Some problems are not easy to solve:
- Meeting some unmet medical needs would have a value too high for any Government to pay. For example, in the unlikely event that a single drug were found to cure all cancers, it could save around £ 5 billion per annum in NHS treatment costs, to which the value to patients and society should be added!
- The Government’s pricing proposals do not encourage R&D and production in the UK. Strong, positive signals have come from HM Treasury with R&D tax credits and the Patent Box. Help for small businesses and therefore start-up biotechnology companies has also come from the Department for Business, Innovation and Skills. Hopefully the Department of Health will find affordable ways to add to the encouragement.
- Whilst R&D is by definition innovative, the aim is not maximum innovation but rather to benefit patients and society. I remember Sir David Jack, one of history’s great pharmaceutical R&D directors, saying to me, “Any fool can have a complicated idea.”
- Running a value-based pricing system for drugs launched after 1st January 2014 alongside the old system for earlier drugs will create some anomalies that can only be resolved by reassessing whole drug classes.
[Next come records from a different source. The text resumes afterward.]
mod common;

use common::{TestServer, plaintext_client, produce_req, service};
use commitlog_tonic_core::proto::{ConsumeRequest, GetServersRequest};
use std::time::Duration;
use tokio_stream::StreamExt;
use tonic::{Code, Request};

#[tokio::test]
async fn produce_then_consume() {
    let server = TestServer::start(service(None), None).await;
    let mut client = plaintext_client(server.addr).await;

    let first = client.produce(produce_req("hello")).await.unwrap().into_inner();
    let second = client.produce(produce_req("world")).await.unwrap().into_inner();
    assert_eq!((first.offset, second.offset), (0, 1));

    let record = client
        .consume(ConsumeRequest { offset: 1 })
        .await
        .unwrap()
        .into_inner()
        .record
        .unwrap();
    assert_eq!(record.value, "world");
    assert_eq!(record.offset, 1);

    let status = client
        .consume(ConsumeRequest { offset: 2 })
        .await
        .unwrap_err();
    assert_eq!(status.code(), Code::OutOfRange);

    server.stop().await;
}

#[tokio::test]
async fn plaintext_callers_are_anonymous() {
    let server = TestServer::start(service(Some("p, , *, consume")), None).await;
    let mut client = plaintext_client(server.addr).await;

    let status = client.produce(produce_req("x")).await.unwrap_err();
    assert_eq!(status.code(), Code::PermissionDenied);
    assert_eq!(status.message(), " not permitted to produce to *");

    // Consume is granted to the anonymous subject; the log is empty.
    let status = client
        .consume(ConsumeRequest { offset: 0 })
        .await
        .unwrap_err();
    assert_eq!(status.code(), Code::OutOfRange);

    server.stop().await;
}

#[tokio::test]
async fn get_servers_is_not_policy_checked() {
    let server = TestServer::start(service(Some("")), None).await;
    let mut client = plaintext_client(server.addr).await;

    let servers = client
        .get_servers(GetServersRequest {})
        .await
        .unwrap()
        .into_inner()
        .servers;
    let ids: Vec<_> = servers.iter().map(|s| (s.id.as_str(), s.is_leader)).collect();
    assert_eq!(ids, vec![("node-0", true), ("node-1", false)]);

    server.stop().await;
}

#[tokio::test]
async fn produce_stream_answers_each_request_in_order() {
    let server = TestServer::start(service(None), None).await;
    let mut client = plaintext_client(server.addr).await;

    let requests = tokio_stream::iter(["a", "b", "c", "d"].map(produce_req));
    let offsets: Vec<u64> = client
        .produce_stream(requests)
        .await
        .unwrap()
        .into_inner()
        .map(|resp| resp.unwrap().offset)
        .collect()
        .await;
    assert_eq!(offsets, vec![0, 1, 2, 3]);

    server.stop().await;
}

#[tokio::test]
async fn consume_stream_tails_new_records() {
    let server = TestServer::start(service(None), None).await;
    let mut client = plaintext_client(server.addr).await;
    client.produce(produce_req("before")).await.unwrap();

    let mut stream = client
        .consume_stream(ConsumeRequest { offset: 0 })
        .await
        .unwrap()
        .into_inner();

    let first = stream.next().await.unwrap().unwrap().record.unwrap();
    assert_eq!(first.value, "before");

    // Nothing new yet: the stream waits instead of ending.
    assert!(
        tokio::time::timeout(Duration::from_millis(100), stream.next())
            .await
            .is_err()
    );

    client.produce(produce_req("after")).await.unwrap();
    let second = tokio::time::timeout(Duration::from_secs(5), stream.next())
        .await
        .expect("tailed record")
        .unwrap()
        .unwrap()
        .record
        .unwrap();
    assert_eq!((second.offset, second.value.as_ref()), (1, b"after".as_ref()));

    drop(stream);
    server.stop().await;
}

#[tokio::test]
async fn consume_stream_ends_at_deadline() {
    let server = TestServer::start(service(None), None).await;
    let mut client = plaintext_client(server.addr).await;

    let mut request = Request::new(ConsumeRequest { offset: 0 });
    request.set_timeout(Duration::from_millis(200));
    let ended = tokio::time::timeout(Duration::from_secs(5), async {
        match client.consume_stream(request).await {
            Ok(response) => {
                let mut stream = response.into_inner();
                while let Some(item) = stream.next().await {
                    if let Err(status) = item {
                        return Some(status.code());
                    }
                }
                None
            }
            Err(status) => Some(status.code()),
        }
    })
    .await
    .expect("stream outlived its deadline");
    assert!(
        matches!(ended, None | Some(Code::Cancelled | Code::DeadlineExceeded)),
        "{ended:?}"
    );

    server.stop().await;
}

#[tokio::test]
async fn shutdown_closes_open_streams() {
    let server = TestServer::start(service(None), None).await;
    let mut client = plaintext_client(server.addr).await;

    let mut stream = client
        .consume_stream(ConsumeRequest { offset: 0 })
        .await
        .unwrap()
        .into_inner();

    server.stop().await;

    let end = tokio::time::timeout(Duration::from_secs(5), stream.next())
        .await
        .expect("stream stayed open after shutdown");
    assert!(
        end.is_none_or(|item| item.is_err()),
        "no record was produced"
    );
}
- The price of a drug not only has to be set at launch but also throughout its commercial life as more evidence emerges and the competition changes. One approach is to launch drugs at a price above their value and, in the absence of new positive evidence, to let the price to fall in real terms thereafter. An appropriate average price over a product’s life cycle can then be achieved whilst encouraging the uptake of newly launched drugs.
- The value of a drug may vary greatly between indications and between different categories of patient for the same indication. Value-based pricing does not offer a good solution to this problem unless different formulations are required.
- The UK cannot sensibly price a drug at a level very different from other EU countries because of parallel importing or exporting.
- The value of the benefits of many drugs to patients and society is very much a matter of opinion. Fixing a value-based price is often going to be controversial.
- The UK Government alone cannot influence the direction of R&D significantly. The sums of money involved are so vast that R&D only makes sense in a global context. The UK is around 3% of the world market. No company will tailor its R&D to suit us if the demands in the world marketplace are different.
- If drugs have been developed or undergone clinical trials in the UK, companies will be disappointed if attractive prices are not achieved quickly.
- The “winner takes all” strategy of rewarding companies purely for successful products penalises companies going through a barren period in R&D, just when they need help.
The safest way to avoid the drawbacks of value-based pricing is to include more elements of the old pricing system (PPRS) in the new one. The PPRS has delivered amongst the lowest drug spending per capita in an advanced country. It also received wide industry support.